_The input_
▬▬▬▬▬▬▬▬▬▬

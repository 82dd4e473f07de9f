// Copyright 2026 The Chat Relay Project
// SPDX-License-Identifier: Apache-2.0

use super::error::ConfigError;

/// Resolves `${VAR_NAME}` and `${VAR_NAME:-fallback}` references in a string
/// from environment variables.
///
/// A bare `${VAR_NAME}` that is not set yields `ConfigError::UndefinedVariable`.
/// The `:-` form substitutes the fallback (which may be empty) instead, so a
/// missing credential can be left for the upstream provider to reject.
pub fn resolve_variables(input: &str) -> Result<String, ConfigError> {
    resolve_with(input, |name| std::env::var(name).ok())
}

/// Same as [`resolve_variables`] with an injectable lookup.
pub(crate) fn resolve_with(
    input: &str,
    lookup: impl Fn(&str) -> Option<String>,
) -> Result<String, ConfigError> {
    let mut result = String::with_capacity(input.len());
    let mut chars = input.chars().peekable();

    while let Some(ch) = chars.next() {
        if ch == '$' && chars.peek() == Some(&'{') {
            chars.next(); // consume '{'
            let mut reference = String::new();
            let mut found_close = false;
            for c in chars.by_ref() {
                if c == '}' {
                    found_close = true;
                    break;
                }
                reference.push(c);
            }
            if !found_close || reference.is_empty() {
                // Malformed interpolation -- treat literally
                result.push('$');
                result.push('{');
                result.push_str(&reference);
                continue;
            }

            let (name, fallback) = match reference.split_once(":-") {
                Some((name, fallback)) => (name, Some(fallback)),
                None => (reference.as_str(), None),
            };

            match (lookup(name), fallback) {
                (Some(value), _) => result.push_str(&value),
                (None, Some(fallback)) => result.push_str(fallback),
                (None, None) => {
                    return Err(ConfigError::UndefinedVariable {
                        name: name.to_string(),
                    })
                }
            }
        } else {
            result.push(ch);
        }
    }

    Ok(result)
}
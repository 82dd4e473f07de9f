// Copyright 2026 The Chat Relay Project
// SPDX-License-Identifier: Apache-2.0

pub mod config;
pub mod engine;
pub mod message;
pub mod prompt;
pub mod proxy;
pub mod stream;
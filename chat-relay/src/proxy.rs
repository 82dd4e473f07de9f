// Copyright 2026 The Chat Relay Project
// SPDX-License-Identifier: Apache-2.0

// HTTP surface
//
// Responsibilities:
// - Chat endpoint: read, validate, open the upstream stream, emit fragments
// - CORS preflight and permissive CORS headers on every response
// - Heartbeat endpoint
// - Map every pre-stream failure to a JSON error response

use crate::message::{ChatRequest, ValidationError};
use crate::stream::FragmentStream;
use axum::body::Body;
use axum::extract::{Request, State};
use axum::http::header::{
    ACCESS_CONTROL_ALLOW_HEADERS, ACCESS_CONTROL_ALLOW_METHODS, ACCESS_CONTROL_ALLOW_ORIGIN,
    CACHE_CONTROL, CONTENT_TYPE, TRANSFER_ENCODING,
};
use axum::http::{HeaderValue, StatusCode};
use axum::response::{IntoResponse, Response};
use axum::routing::{get, post};
use axum::{Json, Router};
use futures_util::StreamExt;
use std::convert::Infallible;
use std::sync::Arc;

/// Largest request body the chat endpoint will read.
pub const MAX_REQUEST_BODY_BYTES: usize = 10 * 1024 * 1024;

pub const CORS_ALLOW_ORIGIN: &str = "*";
pub const CORS_ALLOW_HEADERS: &str = "authorization, x-client-info, apikey, content-type";
pub const CORS_ALLOW_METHODS: &str = "POST, OPTIONS";

// ---------------------------------------------------------------------------
// Errors
// ---------------------------------------------------------------------------

/// Every way a chat request can fail before the first fragment is sent.
///
/// The `Display` text carries internal detail for logs. Clients only ever
/// see the fixed public messages produced by `IntoResponse`.
#[derive(Debug, thiserror::Error)]
pub enum ProxyError {
    #[error("system_prompt and messages are required")]
    MissingFields,

    #[error("request body is not valid JSON: {0}")]
    MalformedJson(String),

    #[error("invalid request: {0}")]
    InvalidRequest(String),

    #[error("upstream returned status {status}: {body}")]
    UpstreamStatus { status: u16, body: String },

    #[error("upstream request failed: {0}")]
    UpstreamFailure(String),

    #[error("upstream request timed out: {0}")]
    UpstreamTimeout(String),

    #[error("internal error: {0}")]
    Internal(String),
}

impl From<ValidationError> for ProxyError {
    fn from(err: ValidationError) -> Self {
        match err {
            ValidationError::MissingFields => ProxyError::MissingFields,
            ValidationError::MalformedJson(detail) => ProxyError::MalformedJson(detail),
            ValidationError::InvalidShape(detail) => ProxyError::InvalidRequest(detail),
        }
    }
}

impl ProxyError {
    pub fn status_code(&self) -> StatusCode {
        match self {
            ProxyError::MissingFields
            | ProxyError::MalformedJson(_)
            | ProxyError::InvalidRequest(_) => StatusCode::BAD_REQUEST,
            ProxyError::UpstreamStatus { .. } | ProxyError::UpstreamFailure(_) => {
                StatusCode::BAD_GATEWAY
            }
            ProxyError::UpstreamTimeout(_) => StatusCode::GATEWAY_TIMEOUT,
            ProxyError::Internal(_) => StatusCode::INTERNAL_SERVER_ERROR,
        }
    }
}

impl IntoResponse for ProxyError {
    fn into_response(self) -> Response {
        let body = match &self {
            ProxyError::MissingFields => {
                serde_json::json!({"error": "system_prompt and messages are required"})
            }
            ProxyError::MalformedJson(_) => {
                serde_json::json!({"error": "request body is not valid JSON"})
            }
            ProxyError::InvalidRequest(detail) => {
                serde_json::json!({"error": format!("invalid request: {detail}")})
            }
            ProxyError::UpstreamStatus { status, .. } => {
                serde_json::json!({"error": "Claude API error", "status": status})
            }
            ProxyError::UpstreamFailure(_) => serde_json::json!({"error": "Claude API error"}),
            ProxyError::UpstreamTimeout(_) => serde_json::json!({"error": "Claude API timeout"}),
            ProxyError::Internal(detail) => {
                tracing::error!(error = %detail, "internal error handling chat request");
                serde_json::json!({"error": "Internal server error"})
            }
        };
        (self.status_code(), Json(body)).into_response()
    }
}

// ---------------------------------------------------------------------------
// Trait: UpstreamClient (dependency injection point)
// ---------------------------------------------------------------------------

/// Opens one streaming completion for a validated chat request.
///
/// `Ok` means the provider accepted the call; every later failure ends the
/// returned stream early instead of surfacing as an error.
#[async_trait::async_trait]
pub trait UpstreamClient: Send + Sync {
    async fn open_stream(&self, request: ChatRequest) -> Result<FragmentStream, ProxyError>;
}

// ---------------------------------------------------------------------------
// Shared application state
// ---------------------------------------------------------------------------

#[derive(Clone)]
pub struct AppState {
    pub upstream: Arc<dyn UpstreamClient>,
}

// ---------------------------------------------------------------------------
// Handlers
// ---------------------------------------------------------------------------

/// Heartbeat endpoint: GET /v1/heartbeat -> 200 OK
pub async fn heartbeat() -> StatusCode {
    StatusCode::OK
}

/// Preflight endpoint: OPTIONS /v1/chat -> 200 "ok"
pub async fn preflight() -> &'static str {
    "ok"
}

/// Chat endpoint: POST /v1/chat
///
/// Validation finishes before the upstream is contacted. Once the provider
/// accepts the call the response is committed as 200 and fragments are
/// written as they arrive.
pub async fn chat_handler(State(state): State<AppState>, request: Request) -> Response {
    match relay_chat(&state, request).await {
        Ok(fragments) => stream_response(fragments),
        Err(e) => e.into_response(),
    }
}

async fn relay_chat(state: &AppState, request: Request) -> Result<FragmentStream, ProxyError> {
    let body = axum::body::to_bytes(request.into_body(), MAX_REQUEST_BODY_BYTES)
        .await
        .map_err(|e| ProxyError::InvalidRequest(format!("failed to read request body: {e}")))?;

    let chat = ChatRequest::from_json(&body).map_err(|e| {
        tracing::debug!(error = %e, "chat request rejected");
        ProxyError::from(e)
    })?;

    state.upstream.open_stream(chat).await
}

// ---------------------------------------------------------------------------
// Response emitter
// ---------------------------------------------------------------------------

/// Wrap a fragment stream in a chunked plain-text 200 response.
///
/// Each fragment is written as its own chunk. Dropping the response body
/// (client disconnect) drops the fragment stream and with it the upstream.
pub fn stream_response(fragments: FragmentStream) -> Response {
    let body = Body::from_stream(fragments.map(Ok::<_, Infallible>));
    let mut response = Response::new(body);
    let headers = response.headers_mut();
    headers.insert(
        CONTENT_TYPE,
        HeaderValue::from_static("text/plain; charset=utf-8"),
    );
    headers.insert(CACHE_CONTROL, HeaderValue::from_static("no-cache"));
    headers.insert(TRANSFER_ENCODING, HeaderValue::from_static("chunked"));
    response
}

// ---------------------------------------------------------------------------
// CORS
// ---------------------------------------------------------------------------

/// Stamp the permissive CORS headers onto any outgoing response.
pub async fn apply_cors(mut response: Response) -> Response {
    let headers = response.headers_mut();
    headers.insert(
        ACCESS_CONTROL_ALLOW_ORIGIN,
        HeaderValue::from_static(CORS_ALLOW_ORIGIN),
    );
    headers.insert(
        ACCESS_CONTROL_ALLOW_HEADERS,
        HeaderValue::from_static(CORS_ALLOW_HEADERS),
    );
    headers.insert(
        ACCESS_CONTROL_ALLOW_METHODS,
        HeaderValue::from_static(CORS_ALLOW_METHODS),
    );
    response
}

// ---------------------------------------------------------------------------
// Router construction
// ---------------------------------------------------------------------------

/// Build the axum router with the chat, preflight and heartbeat routes.
///
/// The upstream client is injected; the router itself holds no network state.
pub fn build_router(upstream: Arc<dyn UpstreamClient>) -> Router {
    let state = AppState { upstream };

    Router::new()
        .route("/v1/chat", post(chat_handler).options(preflight))
        .route("/v1/heartbeat", get(heartbeat))
        .layer(axum::middleware::map_response(apply_cors))
        .with_state(state)
}

// ---------------------------------------------------------------------------
// Tests
// ---------------------------------------------------------------------------
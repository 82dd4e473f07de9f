// Copyright 2026 The Chat Relay Project
// SPDX-License-Identifier: Apache-2.0

// System prompt assembly
//
// Appends an optional visitor-context sentence to the caller's base
// prompt. Pure and deterministic: the same inputs always produce the
// same prompt.

use crate::message::VisitorProfile;

/// Opens the visitor section appended to the base prompt.
pub const VISITOR_HEADER: &str = "\n\n## Visitor Context\nYou are speaking with ";

/// Used in place of a missing visitor name.
pub const ANONYMOUS_VISITOR: &str = "someone";

/// Build the final system prompt.
///
/// Without a profile the base prompt is returned unchanged. With one,
/// fields are appended in fixed order: name, company, role, context.
/// Absent or empty fields contribute nothing.
pub fn assemble_system_prompt(base_prompt: &str, profile: Option<&VisitorProfile>) -> String {
    let Some(profile) = profile else {
        return base_prompt.to_string();
    };

    let mut prompt = String::with_capacity(base_prompt.len() + 128);
    prompt.push_str(base_prompt);
    prompt.push_str(VISITOR_HEADER);
    prompt.push_str(present(&profile.name).unwrap_or(ANONYMOUS_VISITOR));

    if let Some(company) = present(&profile.company) {
        prompt.push_str(" from ");
        prompt.push_str(company);
    }
    if let Some(role) = present(&profile.role) {
        prompt.push_str(" (");
        prompt.push_str(role);
        prompt.push(')');
    }
    prompt.push('.');

    if let Some(context) = present(&profile.context) {
        prompt.push_str(" Additional context: ");
        prompt.push_str(context);
    }

    prompt
}

fn present(field: &Option<String>) -> Option<&str> {
    field.as_deref().filter(|s| !s.is_empty())
}
// Copyright 2026 The Chat Relay Project
// SPDX-License-Identifier: Apache-2.0

use std::fmt;

use super::defaults::{
    DEFAULT_API_VERSION, DEFAULT_BASE_URL, DEFAULT_MAX_TOKENS, DEFAULT_MODEL, DEFAULT_TEMPERATURE,
};

// ---------------------------------------------------------------------------
// Top-level config
// ---------------------------------------------------------------------------

/// Top-level parsed and validated relay config.
#[derive(Debug, Clone)]
pub struct Config {
    pub upstream: UpstreamConfig,
    pub model: ModelConfig,
    /// Environment label (e.g. "staging", "production"). Only used in logs.
    pub environment: String,
    /// SHA256 hash of the raw YAML (pre-interpolation): "sha256:{hex}".
    pub config_hash: String,
}

// ---------------------------------------------------------------------------
// Upstream
// ---------------------------------------------------------------------------

/// Where and how to reach the provider.
#[derive(Clone)]
pub struct UpstreamConfig {
    /// Base URL without the `/v1/messages` path.
    pub base_url: String,
    /// Provider credential, sent as `x-api-key`. May be empty.
    pub api_key: String,
    pub api_version: String,
    pub connect_timeout_ms: Option<u64>,
    /// Maximum wait for the next upstream chunk once streaming has begun.
    /// `None` leaves the stream bounded only by transport limits.
    pub idle_timeout_ms: Option<u64>,
}

impl UpstreamConfig {
    /// Full URL of the streaming messages endpoint.
    pub fn messages_url(&self) -> String {
        format!("{}/v1/messages", self.base_url.trim_end_matches('/'))
    }
}

impl Default for UpstreamConfig {
    fn default() -> Self {
        Self {
            base_url: DEFAULT_BASE_URL.to_string(),
            api_key: String::new(),
            api_version: DEFAULT_API_VERSION.to_string(),
            connect_timeout_ms: None,
            idle_timeout_ms: None,
        }
    }
}

// Hand-written so the credential never reaches a log line.
impl fmt::Debug for UpstreamConfig {
    fn fmt(&self, f: &mut fmt::Formatter<'_>) -> fmt::Result {
        let key = if self.api_key.is_empty() { "<empty>" } else { "<redacted>" };
        f.debug_struct("UpstreamConfig")
            .field("base_url", &self.base_url)
            .field("api_key", &key)
            .field("api_version", &self.api_version)
            .field("connect_timeout_ms", &self.connect_timeout_ms)
            .field("idle_timeout_ms", &self.idle_timeout_ms)
            .finish()
    }
}

// ---------------------------------------------------------------------------
// Model parameters
// ---------------------------------------------------------------------------

/// Fixed generation parameters sent with every upstream call.
#[derive(Debug, Clone, PartialEq)]
pub struct ModelConfig {
    pub name: String,
    pub max_tokens: u32,
    pub temperature: f32,
}

impl Default for ModelConfig {
    fn default() -> Self {
        Self {
            name: DEFAULT_MODEL.to_string(),
            max_tokens: DEFAULT_MAX_TOKENS,
            temperature: DEFAULT_TEMPERATURE,
        }
    }
}
// Copyright 2026 The Chat Relay Project
// SPDX-License-Identifier: Apache-2.0

/// Anthropic API root.
pub const DEFAULT_BASE_URL: &str = "https://api.anthropic.com";

/// Value sent in the `anthropic-version` header.
pub const DEFAULT_API_VERSION: &str = "2023-06-01";

pub const DEFAULT_MODEL: &str = "claude-sonnet-4-20250514";

pub const DEFAULT_MAX_TOKENS: u32 = 1024;

pub const DEFAULT_TEMPERATURE: f32 = 0.7;

/// Config file used when no `--config` is given.
pub const DEFAULT_CONFIG_PATH: &str = "chat-relay.yaml";
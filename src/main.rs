//! langdoc - Compile the language documentation tree into one markdown file
//!
//! langdoc provides:
//! - Recursive markdown discovery under docs/10_language
//! - Deterministic, path-sorted concatenation with per-file headings
//! - Output to stdout or to a file (parent directories created)

use anyhow::Result;
use clap::Parser;
use tracing_subscriber::EnvFilter;

mod backends;
mod cli;
mod core;
mod flows;

fn main() -> Result<()> {
    let cli = cli::Cli::parse();
    init_tracing(cli.log_level());
    cli::run(cli)
}

fn init_tracing(level: &str) {
    tracing_subscriber::fmt()
        .with_env_filter(EnvFilter::new(level))
        .with_writer(std::io::stderr)
        .init();
}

▬▬▬▬▬▬▬▬▬▬

_To do_
From the very first line of the data through the line with "provider to reject." in it, please reproduce each line exactly and output nothing more.

_Solved problem_
repository 82dd4e473f07de9f
// Copyright 2026 The Chat Relay Project
// SPDX-License-Identifier: Apache-2.0

use super::error::ConfigError;

/// Resolves `${VAR_NAME}` and `${VAR_NAME:-fallback}` references in a string
/// from environment variables.
///
/// A bare `${VAR_NAME}` that is not set yields `ConfigError::UndefinedVariable`.
/// The `:-` form substitutes the fallback (which may be empty) instead, so a
/// missing credential can be left for the upstream provider to reject.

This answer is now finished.